Just before dinnertime, I took a walk across the Guilford Street Bridge. Winds drove themselves between buildings, bringing with them smells of the sea, smells of food cooking, a million dinners. There, in the middle of the street, was a man introducing himself to no one. But it was not no one. There were many of them. But there were not many of them. No one else was there.

“Yo!”, he said, and assumed the posture of a man introducing himself. He turned, as if in conversation with a group, and spoke inaudibly. He waited for something less audible, and laughed as though in response to a joke. He pitched his head behind him at an angle, as toward a voice calling him from behind, but there was only the wind, so far as I could see.

You can’t have my army cot.

You can’t have my army cot. Its my couch, and when I don’t have a bed, when I am also living out of a duffel bag, it is my bed. My grandfather was a colonel in the army. (Isn’t it funny that we don’t spell it “Kernel”?) The cot was his cot, his bed and his mode of transportation after an injury n duty in china. He got drunk and drove a Jeep from a bridge, jumping from the jeep at the last minute. Drunken leaps from moving automobiles apparently run in my family. They carried him on that cot until he recovered. He was a statistician, so his job was not impaired by the injury. The Chinese would run him from the casinos at gunpoint, because of his statistical skills. Me, I can’t even multiply. I’m much more like my dad.

My father kept the hat that was part of my grandfather’s military uniform. The hat would rest on the plastic skeleton that had been used by the university’s medical department. That skeleton, along with the hat, became “Colonial Bones”, which was a model for many of my father’s drawing courses. My father is an art professor. He raised me after my mother left.

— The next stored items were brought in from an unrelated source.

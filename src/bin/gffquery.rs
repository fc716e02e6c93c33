use std::path::PathBuf;
use std::{env, process};

use gff_base::{Feature, FeatureInterface, GFFBase};

use getopts::Options;

//-----------------------------------------------------------------------------

fn main() -> Result<(), String> {
    env_logger::init();

    // Parse arguments.
    let config = Config::new();

    // Open the database.
    let database = GFFBase::open(&config.db_file).map_err(|x| x.to_string())?;
    let mut interface = FeatureInterface::new(&database).map_err(|x| x.to_string())?;
    interface.set_keep_order(config.keep_order);

    // Run the query.
    match &config.query {
        Query::Feature(id) => {
            let feature = interface.feature(id).map_err(|x| x.to_string())?;
            let feature = feature.ok_or(format!("No feature with id {}", id))?;
            print_features(&interface, &[feature]);
        }
        Query::Children(id) => {
            let features = interface.children(id, config.level, config.featuretype.as_deref())
                .map_err(|x| x.to_string())?;
            print_features(&interface, &features);
        }
        Query::Parents(id) => {
            let features = interface.parents(id, config.level, config.featuretype.as_deref())
                .map_err(|x| x.to_string())?;
            print_features(&interface, &features);
        }
        Query::Region(region) => {
            let features = interface.region(
                Some(region.seqid.as_str()), region.start, region.end,
                config.featuretype.as_deref(), config.completely_within,
            ).map_err(|x| x.to_string())?;
            print_features(&interface, &features);
        }
        Query::Types => {
            for featuretype in interface.featuretypes().map_err(|x| x.to_string())? {
                let count = interface.count_features_of_type(&featuretype).map_err(|x| x.to_string())?;
                println!("{}\t{}", featuretype, count);
            }
        }
        Query::Directives => {
            for directive in interface.directives().map_err(|x| x.to_string())? {
                println!("{}", directive);
            }
        }
    }

    Ok(())
}

fn print_features(interface: &FeatureInterface, features: &[Feature]) {
    for feature in features {
        println!("{}", interface.line(feature));
    }
}

//-----------------------------------------------------------------------------

// A genomic region: seqid with optional bounds.
struct Region {
    seqid: String,
    start: Option<u64>,
    end: Option<u64>,
}

impl Region {
    // Parses "chr:start-end" or "chr".
    fn parse(s: &str) -> Result<Region, String> {
        let (seqid, range) = match s.split_once(':') {
            Some((seqid, range)) => (seqid, Some(range)),
            None => (s, None),
        };
        let (start, end) = match range {
            Some(range) => {
                let (start, end) = range.split_once('-')
                    .ok_or(format!("Invalid region {} (expected seqid:start-end)", s))?;
                let start = start.parse::<u64>().map_err(|x| x.to_string())?;
                let end = end.parse::<u64>().map_err(|x| x.to_string())?;
                (Some(start), Some(end))
            }
            None => (None, None),
        };
        Ok(Region { seqid: String::from(seqid), start, end })
    }
}

enum Query {
    Feature(String),
    Children(String),
    Parents(String),
    Region(Region),
    Types,
    Directives,
}

struct Config {
    pub db_file: PathBuf,
    pub query: Query,
    pub level: Option<u32>,
    pub featuretype: Option<String>,
    pub completely_within: bool,
    pub keep_order: bool,
}

impl Config {
    pub fn new() -> Config {
        let args: Vec<String> = env::args().collect();
        let program = args[0].clone();

        let mut opts = Options::new();
        opts.optflag("h", "help", "print this help");
        opts.optopt("f", "feature", "print the feature with this id", "ID");
        opts.optopt("c", "children", "print the children of this feature", "ID");
        opts.optopt("p", "parents", "print the parents of this feature", "ID");
        opts.optopt("r", "region", "print the features in this region", "CHR:START-END");
        opts.optflag("", "types", "print the feature types and their counts");
        opts.optflag("", "directives", "print the directives of the original file");
        opts.optopt("l", "level", "restrict children/parents to this relation level", "N");
        opts.optopt("t", "type", "restrict the output to this feature type", "TYPE");
        opts.optflag("", "completely-within", "only report features completely within the region");
        opts.optflag("", "keep-order", "render attributes in their original per-feature order");
        let matches = match opts.parse(&args[1..]) {
            Ok(m) => m,
            Err(f) => {
                eprintln!("{}", f);
                process::exit(1);
            }
        };

        let header = format!("Usage: {} [options] annotations.db", program);
        if matches.opt_present("h") {
            eprint!("{}", opts.usage(&header));
            process::exit(0);
        }
        let db_file = if let Some(s) = matches.free.first() {
            PathBuf::from(s)
        } else {
            eprint!("{}", opts.usage(&header));
            process::exit(1);
        };

        let mut query: Option<Query> = None;
        if let Some(id) = matches.opt_str("feature") {
            query = Some(Query::Feature(id));
        }
        if let Some(id) = matches.opt_str("children") {
            query = Some(Query::Children(id));
        }
        if let Some(id) = matches.opt_str("parents") {
            query = Some(Query::Parents(id));
        }
        if let Some(s) = matches.opt_str("region") {
            match Region::parse(&s) {
                Ok(region) => query = Some(Query::Region(region)),
                Err(err) => {
                    eprintln!("{}", err);
                    process::exit(1);
                }
            }
        }
        if matches.opt_present("types") {
            query = Some(Query::Types);
        }
        if matches.opt_present("directives") {
            query = Some(Query::Directives);
        }
        let query = match query {
            Some(query) => query,
            None => {
                eprint!("{}", opts.usage(&header));
                process::exit(1);
            }
        };

        let level = matches.opt_str("level").map(|s| {
            s.parse::<u32>().unwrap_or_else(|_| {
                eprintln!("Invalid relation level: {}", s);
                process::exit(1);
            })
        });

        Config {
            db_file,
            query,
            level,
            featuretype: matches.opt_str("type"),
            completely_within: matches.opt_present("completely-within"),
            keep_order: matches.opt_present("keep-order"),
        }
    }
}

//-----------------------------------------------------------------------------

And so, I grew up to become the guy who has an army cot for a couch. If you’re looking for a couch, well, I don’t have one. Its a cot.

Platitudes

A friend of mine has died. It was an unexpected death, as so many of them are.

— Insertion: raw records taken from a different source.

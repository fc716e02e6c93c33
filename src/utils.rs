//! Utility functions for files, remote inputs, and temporary names.

use std::fs::{self, File};
use std::path::{Path, PathBuf};
use std::io::{BufRead, BufReader, Read};
use std::sync::atomic::{AtomicUsize, Ordering};

use flate2::read::MultiGzDecoder;

use crate::error::Result;

//-----------------------------------------------------------------------------

/// Returns the full file name for a specific test file.
pub fn get_test_data(filename: &'static str) -> PathBuf {
    let mut buf = PathBuf::from(env!("CARGO_MANIFEST_DIR"));
    buf.push("test-data");
    buf.push(filename);
    buf
}

static TEMP_FILE_COUNTER: AtomicUsize = AtomicUsize::new(0);

/// Returns a name for a temporary file that does not collide with other
/// names returned by this function in the same process.
pub fn temp_file_name(name_part: &str) -> PathBuf {
    let count = TEMP_FILE_COUNTER.fetch_add(1, Ordering::SeqCst);
    let mut buf = std::env::temp_dir();
    buf.push(format!("{}_{}_{}", name_part, std::process::id(), count));
    buf
}

//-----------------------------------------------------------------------------

// Utilities for working with files.

const SIZE_UNITS: [(f64, &str); 6] = [
    (1.0, "B"),
    (1024.0, "KiB"),
    (1024.0 * 1024.0, "MiB"),
    (1024.0 * 1024.0 * 1024.0, "GiB"),
    (1024.0 * 1024.0 * 1024.0 * 1024.0, "TiB"),
    (1024.0 * 1024.0 * 1024.0 * 1024.0 * 1024.0, "PiB"),
];

/// Returns a human-readable representation of the given number of bytes.
pub fn human_readable_size(bytes: usize) -> String {
    let mut unit = 0;
    let value = bytes as f64;
    while unit + 1 < SIZE_UNITS.len() && value >= SIZE_UNITS[unit + 1].0 {
        unit += 1;
    }
    format!("{:.3} {}", value / SIZE_UNITS[unit].0, SIZE_UNITS[unit].1)
}

/// Returns a human-readable size of the file.
pub fn file_size<P: AsRef<Path>>(filename: P) -> Option<String> {
    let metadata = fs::metadata(filename).ok()?;
    Some(human_readable_size(metadata.len() as usize))
}

/// Returns `true` if the file exists.
pub fn file_exists<P: AsRef<Path>>(filename: P) -> bool {
    fs::metadata(filename).is_ok()
}

/// Returns `true` if the file appears to be gzip-compressed.
pub fn is_gzipped<P: AsRef<Path>>(filename: P) -> bool {
    let file = File::open(filename).ok();
    if file.is_none() {
        return false;
    }
    let mut reader = BufReader::new(file.unwrap());
    let mut magic = [0; 2];
    let len = reader.read(&mut magic).ok();
    len == Some(2) && magic == [0x1F, 0x8B]
}

/// Returns a buffered reader for the file, which may be gzip-compressed.
pub fn open_file<P: AsRef<Path>>(filename: P) -> Result<Box<dyn BufRead>> {
    let file = File::open(&filename)?;
    let inner = BufReader::new(file);
    if is_gzipped(&filename) {
        let inner = MultiGzDecoder::new(inner);
        Ok(Box::new(BufReader::new(inner)))
    } else {
        Ok(Box::new(inner))
    }
}

//-----------------------------------------------------------------------------

// Utilities for working with remote inputs.

/// Returns `true` if the string looks like a remote URL we can stream.
pub fn is_url(data: &str) -> bool {
    data.starts_with("http://") || data.starts_with("https://")
}

/// Returns a buffered reader streaming the given URL.
///
/// URLs with a `.gz` suffix are decompressed on the fly.
/// The connection is closed when the reader is dropped.
pub fn open_url(url: &str) -> Result<Box<dyn BufRead>> {
    let response = reqwest::blocking::get(url)?;
    let response = response.error_for_status()?;
    if url.ends_with(".gz") {
        let inner = MultiGzDecoder::new(BufReader::new(response));
        Ok(Box::new(BufReader::new(inner)))
    } else {
        Ok(Box::new(BufReader::new(response)))
    }
}

//-----------------------------------------------------------------------------

#[cfg(test)]
mod tests {
    use super::*;

    use std::io::Write;

    #[test]
    fn gzipped_reader() {
        let filename = temp_file_name("utils");
        {
            let file = File::create(&filename).unwrap();
            let mut encoder = flate2::write::GzEncoder::new(file, flate2::Compression::default());
            encoder.write_all(b"first line\nsecond line\n").unwrap();
            encoder.finish().unwrap();
        }
        assert!(is_gzipped(&filename), "Did not recognize a gzip-compressed file");

        let reader = open_file(&filename);
        assert!(reader.is_ok(), "Failed to open the file: {}", reader.err().unwrap());
        let lines: Vec<String> = reader.unwrap().lines().map(|x| x.unwrap()).collect();
        assert_eq!(lines, vec!["first line", "second line"], "Wrong decompressed contents");

        let _ = fs::remove_file(&filename);
    }

    #[test]
    fn url_detection() {
        assert!(is_url("https://example.com/annotation.gff3.gz"), "Did not recognize an HTTPS URL");
        assert!(is_url("http://example.com/annotation.gtf"), "Did not recognize an HTTP URL");
        assert!(!is_url("annotation.gff3"), "A file name should not look like a URL");
        assert!(!is_url("ftp://example.com/annotation.gff3"), "FTP is not supported");
    }
}

//-----------------------------------------------------------------------------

The people my age, the young ones, those who knew him well, they have few words for it.

“I found him there. He had been like that for a while.”

“I touched his arm, at the funeral. I was angry with him, but that wasn’t really him, whose arm I touched, was it? I said goodbye for you, since I knew you couldn’t be there.”

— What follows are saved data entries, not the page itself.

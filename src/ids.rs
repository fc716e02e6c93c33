//! Primary key assignment and duplicate resolution policies.

use std::collections::HashMap;
use std::fmt;
use std::str::FromStr;

use crate::attributes::Attributes;
use crate::error::{Error, Result};
use crate::feature::Feature;

#[cfg(test)]
mod tests;

//-----------------------------------------------------------------------------

/// The result of a callable id specification.
#[derive(Clone, Debug, PartialEq, Eq)]
pub enum IdAssignment {
    /// Use this string as the primary key.
    Id(String),
    /// Take the next value of the autoincrement counter for this base,
    /// yielding `base_1`, `base_2`, and so on.
    Autoincrement(String),
}

/// How to derive a primary key for each feature.
///
/// Attribute key names of the form `:field:` refer to a standard column
/// (e.g. `:seqid:`) instead of an attribute. Whenever a specification does
/// not produce a key, the feature falls back to an autoincremented key based
/// on its feature type: `gene_1`, `gene_2`, and so on.
pub enum IdSpec {
    /// Always autoincrement by feature type.
    Auto,
    /// Use the first value of this attribute key.
    Key(String),
    /// Try these attribute keys in order and use the first hit.
    Keys(Vec<String>),
    /// Dispatch on the feature type; features of unlisted types
    /// autoincrement.
    ByFeatureType(HashMap<String, Vec<String>>),
    /// Derive the key with a caller-supplied function.
    Func(Box<dyn Fn(&Feature) -> Option<IdAssignment>>),
}

impl fmt::Debug for IdSpec {
    fn fmt(&self, f: &mut fmt::Formatter<'_>) -> fmt::Result {
        match self {
            IdSpec::Auto => write!(f, "Auto"),
            IdSpec::Key(key) => write!(f, "Key({:?})", key),
            IdSpec::Keys(keys) => write!(f, "Keys({:?})", keys),
            IdSpec::ByFeatureType(map) => write!(f, "ByFeatureType({:?})", map),
            IdSpec::Func(_) => write!(f, "Func(..)"),
        }
    }
}

impl IdSpec {
    /// The id specification used for GFF3 files by default.
    pub fn default_gff3() -> Self {
        IdSpec::Key(String::from("ID"))
    }

    /// The id specification used for GTF files by default: genes are keyed
    /// by `gene_id`, transcripts by `transcript_id`, and everything else
    /// autoincrements.
    pub fn default_gtf() -> Self {
        let mut map = HashMap::new();
        map.insert(String::from("gene"), vec![String::from("gene_id")]);
        map.insert(String::from("transcript"), vec![String::from("transcript_id")]);
        IdSpec::ByFeatureType(map)
    }

    // Tries an attribute key or a `:field:` reference on the feature.
    fn try_key(feature: &Feature, key: &str) -> Option<String> {
        if key.len() >= 3 && key.starts_with(':') && key.ends_with(':') {
            return feature.field_value(&key[1..key.len() - 1]);
        }
        feature.attributes.first(key).map(String::from)
    }

    /// Resolves the primary key for the feature, consulting and updating
    /// the autoincrement counters as needed.
    pub fn resolve(&self, feature: &Feature, counters: &mut Autoincrements) -> String {
        let keys: &[String] = match self {
            IdSpec::Auto => &[],
            IdSpec::Key(key) => std::slice::from_ref(key),
            IdSpec::Keys(keys) => keys,
            IdSpec::ByFeatureType(map) => match map.get(&feature.featuretype) {
                Some(keys) => keys,
                None => return counters.next(&feature.featuretype),
            },
            IdSpec::Func(func) => {
                return match func(feature) {
                    Some(IdAssignment::Id(id)) => id,
                    Some(IdAssignment::Autoincrement(base)) => counters.next(&base),
                    None => counters.next(&feature.featuretype),
                };
            }
        };
        for key in keys {
            if let Some(id) = Self::try_key(feature, key) {
                return id;
            }
        }
        counters.next(&feature.featuretype)
    }
}

//-----------------------------------------------------------------------------

/// Autoincrement counters, one per base string.
///
/// The counters are persisted in the `autoincrements` table so that later
/// ingests into the same database resume numbering where the previous one
/// stopped.
#[derive(Clone, Debug, Default)]
pub struct Autoincrements {
    counters: HashMap<String, i64>,
}

impl Autoincrements {
    /// Creates empty counters.
    pub fn new() -> Self {
        Autoincrements::default()
    }

    /// Creates counters from persisted `(base, n)` rows.
    pub fn from_rows(rows: impl IntoIterator<Item = (String, i64)>) -> Self {
        Autoincrements { counters: rows.into_iter().collect() }
    }

    /// Increments the counter for the base and returns `base_n`.
    pub fn next(&mut self, base: &str) -> String {
        let counter = self.counters.entry(String::from(base)).or_insert(0);
        *counter += 1;
        format!("{}_{}", base, counter)
    }

    /// Iterates over the `(base, n)` pairs.
    pub fn iter(&self) -> impl Iterator<Item = (&str, i64)> {
        self.counters.iter().map(|(base, n)| (base.as_str(), *n))
    }

    /// Returns `true` if no counter has been used.
    pub fn is_empty(&self) -> bool {
        self.counters.is_empty()
    }
}

//-----------------------------------------------------------------------------

/// How to resolve two features that claim the same primary key.
#[derive(Clone, Copy, Debug, PartialEq, Eq)]
pub enum MergeStrategy {
    /// Fail with [`Error::DuplicateId`].
    Error,
    /// Log a warning and keep the first feature.
    Warning,
    /// Merge the attributes if all other fields agree; fail with
    /// [`Error::MergeConflict`] otherwise.
    Merge,
    /// Give the new feature an autoincremented key based on the original
    /// one; both features are kept.
    CreateUnique,
    /// Replace the existing feature.
    Replace,
}

impl fmt::Display for MergeStrategy {
    fn fmt(&self, f: &mut fmt::Formatter<'_>) -> fmt::Result {
        let name = match self {
            MergeStrategy::Error => "error",
            MergeStrategy::Warning => "warning",
            MergeStrategy::Merge => "merge",
            MergeStrategy::CreateUnique => "create_unique",
            MergeStrategy::Replace => "replace",
        };
        write!(f, "{}", name)
    }
}

impl FromStr for MergeStrategy {
    type Err = Error;

    fn from_str(s: &str) -> Result<Self> {
        match s {
            "error" => Ok(MergeStrategy::Error),
            "warning" => Ok(MergeStrategy::Warning),
            "merge" => Ok(MergeStrategy::Merge),
            "create_unique" => Ok(MergeStrategy::CreateUnique),
            "replace" => Ok(MergeStrategy::Replace),
            _ => Err(Error::InvalidInput(format!("invalid merge strategy: {}", s))),
        }
    }
}

//-----------------------------------------------------------------------------

/// Returns `true` if the two features agree on every non-attribute field.
///
/// This is the precondition for merging them under
/// [`MergeStrategy::Merge`].
pub fn same_gff_fields(a: &Feature, b: &Feature) -> bool {
    a.seqid == b.seqid
        && a.source == b.source
        && a.featuretype == b.featuretype
        && a.start == b.start
        && a.end == b.end
        && a.score == b.score
        && a.strand == b.strand
        && a.frame == b.frame
}

/// Merges the attributes of `other` into `target`.
///
/// The union preserves the order of first occurrence: existing keys keep
/// their positions and values, new values are appended, and duplicates are
/// dropped.
pub fn merge_attributes(target: &mut Attributes, other: &Attributes) {
    for (key, values) in other.iter() {
        if !target.contains_key(key) {
            let mut deduplicated: Vec<String> = Vec::new();
            for value in values {
                if !deduplicated.contains(value) {
                    deduplicated.push(value.clone());
                }
            }
            target.set(key, deduplicated);
            continue;
        }
        for value in values {
            let existing = target.get(key).unwrap();
            if !existing.contains(value) {
                target.get_mut(key).unwrap().push(value.clone());
            }
        }
    }
}

//-----------------------------------------------------------------------------
impl<'a> FeatureInterface<'a> {
    /// Returns a new interface to the given database.
    ///
    /// Passes through any database errors.
    pub fn new(database: &'a GFFBase) -> Result<Self> {
        let get_feature = database.connection.prepare(
            &format!("{} WHERE id = ?1", SELECT_FEATURES)
        )?;

        let get_children = database.connection.prepare(
            "SELECT features.id, seqid, source, featuretype, start, end, score, strand, frame,
                attributes, extra, bin
            FROM relations JOIN features ON features.id = relations.child
            WHERE relations.parent = ?1
                AND (?2 IS NULL OR relations.level = ?2)
                AND (?3 IS NULL OR features.featuretype = ?3)
            ORDER BY features.rowid"
        )?;

        let get_parents = database.connection.prepare(
            "SELECT features.id, seqid, source, featuretype, start, end, score, strand, frame,
                attributes, extra, bin
            FROM relations JOIN features ON features.id = relations.parent
            WHERE relations.child = ?1
                AND (?2 IS NULL OR relations.level = ?2)
                AND (?3 IS NULL OR features.featuretype = ?3)
            ORDER BY features.rowid"
        )?;

        let features_of_type = database.connection.prepare(
            &format!("{} WHERE featuretype = ?1 ORDER BY rowid", SELECT_FEATURES)
        )?;

        let count_of_type = database.connection.prepare(
            "SELECT COUNT(*) FROM features WHERE featuretype = ?1"
        )?;

        let all_features = database.connection.prepare(
            &format!("{} ORDER BY rowid", SELECT_FEATURES)
        )?;

        let get_featuretypes = database.connection.prepare(
            "SELECT DISTINCT featuretype FROM features ORDER BY featuretype"
        )?;

        let get_directives = database.connection.prepare(
            "SELECT directive FROM directives"
        )?;

        let get_duplicates = database.connection.prepare(
            "SELECT newid FROM duplicates WHERE idspecid = ?1 ORDER BY newid"
        )?;

        Ok(FeatureInterface {
            connection: &database.connection,
            dialect: Arc::clone(&database.dialect),
            render: RenderOptions::default(),
            get_feature,
            get_children, get_parents,
            features_of_type, count_of_type, all_features, get_featuretypes,
            get_directives, get_duplicates,
        })
    }

    /// Preserves the per-feature attribute order when rendering lines.
    pub fn set_keep_order(&mut self, keep_order: bool) {
        self.render.keep_order = keep_order;
    }

    /// Sorts multi-values within each attribute key when rendering lines.
    pub fn set_sort_attribute_values(&mut self, sort_attribute_values: bool) {
        self.render.sort_attribute_values = sort_attribute_values;
    }

    /// Disables percent-encoding when rendering lines. Pair with
    /// [`crate::IngestParams::ignore_url_escapes`] to pass escape sequences
    /// through unchanged in both directions.
    pub fn set_ignore_url_escapes(&mut self, ignore_url_escapes: bool) {
        self.render.encode_escapes = !ignore_url_escapes;
    }

    /// Renders a feature as an annotation line under the database dialect
    /// and the rendering options of this interface.
    pub fn line(&self, feature: &Feature) -> String {
        feature.to_line(&self.render)
    }

    // Attaches the database dialect to a queried feature.
    fn attach_dialect(&self, mut feature: Feature) -> Feature {
        feature.dialect = Some(Arc::clone(&self.dialect));
        feature
    }

    // Collects query rows into features, dropping repeated ids.
    fn collect_features(rows: rusqlite::Rows, dialect: &Arc<Dialect>) -> Result<Vec<Feature>> {
        let mut result: Vec<Feature> = Vec::new();
        let mut rows = rows;
        while let Some(row) = rows.next()? {
            let mut feature = row_to_feature(row)?;
            if result.iter().any(|previous| previous.id == feature.id) {
                continue;
            }
            feature.dialect = Some(Arc::clone(dialect));
            result.push(feature);
        }
        Ok(result)
    }

    /// Returns the feature with the given primary key, or [`None`] if there
    /// is no such feature.
    pub fn feature(&mut self, id: &str) -> Result<Option<Feature>> {
        let result = self.get_feature.query_row((id,), row_to_feature).optional()?;
        Ok(result.map(|feature| self.attach_dialect(feature)))
    }

    /// Returns the children of the feature in file order.
    ///
    /// # Arguments
    ///
    /// * `id`: Primary key of the parent.
    /// * `level`: Restrict to this relation level (1 for direct children),
    ///   or [`None`] for all levels.
    /// * `featuretype`: Restrict to this feature type.
    pub fn children(&mut self, id: &str, level: Option<u32>, featuretype: Option<&str>) -> Result<Vec<Feature>> {
        let rows = self.get_children.query((id, level, featuretype))?;
        Self::collect_features(rows, &self.dialect)
    }

    /// Returns the parents of the feature in file order.
    ///
    /// The arguments are as in [`FeatureInterface::children`].
    pub fn parents(&mut self, id: &str, level: Option<u32>, featuretype: Option<&str>) -> Result<Vec<Feature>> {
        let rows = self.get_parents.query((id, level, featuretype))?;
        Self::collect_features(rows, &self.dialect)
    }

    /// Returns all features of the given type in file order.
    pub fn features_of_type(&mut self, featuretype: &str) -> Result<Vec<Feature>> {
        let rows = self.features_of_type.query((featuretype,))?;
        Self::collect_features(rows, &self.dialect)
    }

    /// Returns the number of features of the given type.
    pub fn count_features_of_type(&mut self, featuretype: &str) -> Result<usize> {
        let count = self.count_of_type.query_row((featuretype,), |row| row.get(0))?;
        Ok(count)
    }

    /// Returns all features in file order.
    pub fn all_features(&mut self) -> Result<Vec<Feature>> {
        let rows = self.all_features.query(())?;
        Self::collect_features(rows, &self.dialect)
    }

    /// Returns the distinct feature types in the database.
    pub fn featuretypes(&mut self) -> Result<Vec<String>> {
        let mut result = Vec::new();
        let mut rows = self.get_featuretypes.query(())?;
        while let Some(row) = rows.next()? {
            result.push(row.get(0)?);
        }
        Ok(result)
    }

    /// Returns the `##` directive lines of the original file, verbatim.
    pub fn directives(&mut self) -> Result<Vec<String>> {
        let mut result = Vec::new();
        let mut rows = self.get_directives.query(())?;
        while let Some(row) = rows.next()? {
            result.push(row.get(0)?);
        }
        Ok(result)
    }

    /// Returns the primary keys assigned to features that originally
    /// claimed the given key but were renamed by the `create_unique`
    /// strategy.
    pub fn ids_for(&mut self, original_id: &str) -> Result<Vec<String>> {
        let mut result = Vec::new();
        let mut rows = self.get_duplicates.query((original_id,))?;
        while let Some(row) = rows.next()? {
            result.push(row.get(0)?);
        }
        Ok(result)
    }

    /// Returns the features within a genomic region, in file order.
    ///
    /// With `completely_within`, only features that lie entirely inside
    /// `start..=end` are returned, and the query is constrained to the
    /// genomic bins overlapping the region. Otherwise any feature that
    /// overlaps the region is returned. Open bounds are supported by
    /// passing [`None`]; features without coordinates never match a
    /// coordinate bound.
    pub fn region(
        &mut self,
        seqid: Option<&str>,
        start: Option<u64>,
        end: Option<u64>,
        featuretype: Option<&str>,
        completely_within: bool,
    ) -> Result<Vec<Feature>> {
        let mut clauses: Vec<String> = Vec::new();
        let mut values: Vec<Value> = Vec::new();

        if let Some(seqid) = seqid {
            clauses.push(String::from("seqid = ?"));
            values.push(Value::from(String::from(seqid)));
        }
        if let Some(start) = start {
            clauses.push(String::from(if completely_within { "start >= ?" } else { "end >= ?" }));
            values.push(Value::from(start as i64));
        }
        if let Some(end) = end {
            clauses.push(String::from(if completely_within { "end <= ?" } else { "start <= ?" }));
            values.push(Value::from(end as i64));
        }
        if let Some(featuretype) = featuretype {
            clauses.push(String::from("featuretype = ?"));
            values.push(Value::from(String::from(featuretype)));
        }

        // The bin constraint is only valid when the region is fully
        // bounded: a partially overlapping feature can live in any bin.
        if completely_within {
            if let (Some(start), Some(end)) = (start, end) {
                let bins: Vec<String> = bins::overlapping_bins(start, end)
                    .into_iter()
                    .map(|bin| bin.to_string())
                    .collect();
                clauses.push(format!("bin IN ({})", bins.join(", ")));
            }
        }

        let mut query = String::from(SELECT_FEATURES);
        if !clauses.is_empty() {
            query.push_str(" WHERE ");
            query.push_str(&clauses.join(" AND "));
        }
        query.push_str(" ORDER BY rowid");

        let mut statement = self.connection.prepare(&query)?;
        let rows = statement.query(rusqlite::params_from_iter(values))?;
        Self::collect_features(rows, &self.dialect)
    }
}
//! Display-string helpers shared by the sheet views.

/// Uppercase the first character, leaving the rest untouched.
///
/// This is not title-casing: `"bola de fogo"` becomes `"Bola de fogo"`.
pub fn capitalize(s: &str) -> String {
    let mut chars = s.chars();
    match chars.next() {
        Some(first) => first.to_uppercase().chain(chars).collect(),
        None => String::new(),
    }
}

/// Derive a URL-safe slug from a display name.
///
/// Lowercases, trims, turns every space into a hyphen and drops anything
/// that is not a word character or a hyphen. Word characters are
/// Unicode-aware (letters, digits, `_`), so accented letters survive:
/// `"Ação Rápida"` becomes `"ação-rápida"`.
pub fn convert_to_slug(name: &str) -> String {
    name.to_lowercase()
        .trim()
        .chars()
        .map(|c| if c == ' ' { '-' } else { c })
        .filter(|&c| is_word_char(c) || c == '-')
        .collect()
}

fn is_word_char(c: char) -> bool {
    c.is_alphanumeric() || c == '_'
}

“He’s dead; how about that!”

The older ones, those who never knew him, they have platitudes.
“When someone dies, someone your age, unexpectedly, it’s shocking. You never expect that.”

I met my friend at a poetry reading, on my sixteenth birthday. For years, I had accidentally carried around a pack of poems my friend had written, in the back of an old notebook. I had always meant to return the poems to him. I would see my friend, in town, on occasion, and ask, “Did you know I still have those poems of yours” and “would you like me to return them to you?” I can still hear his voice, as it would sound, reading the poems. I cannot find the notebook they’re in. They are all I have of him, and they’re gone. The only thing left is the memory of a tone, and the memory of a tone fades.

He had a calm voice, a cadence part jazz part monotone, and the tone was nasal but deep. He spoke slowly but excitedly. He would occasionally get ahead of himself. He would nod when spoken to. I will never hear his voice again.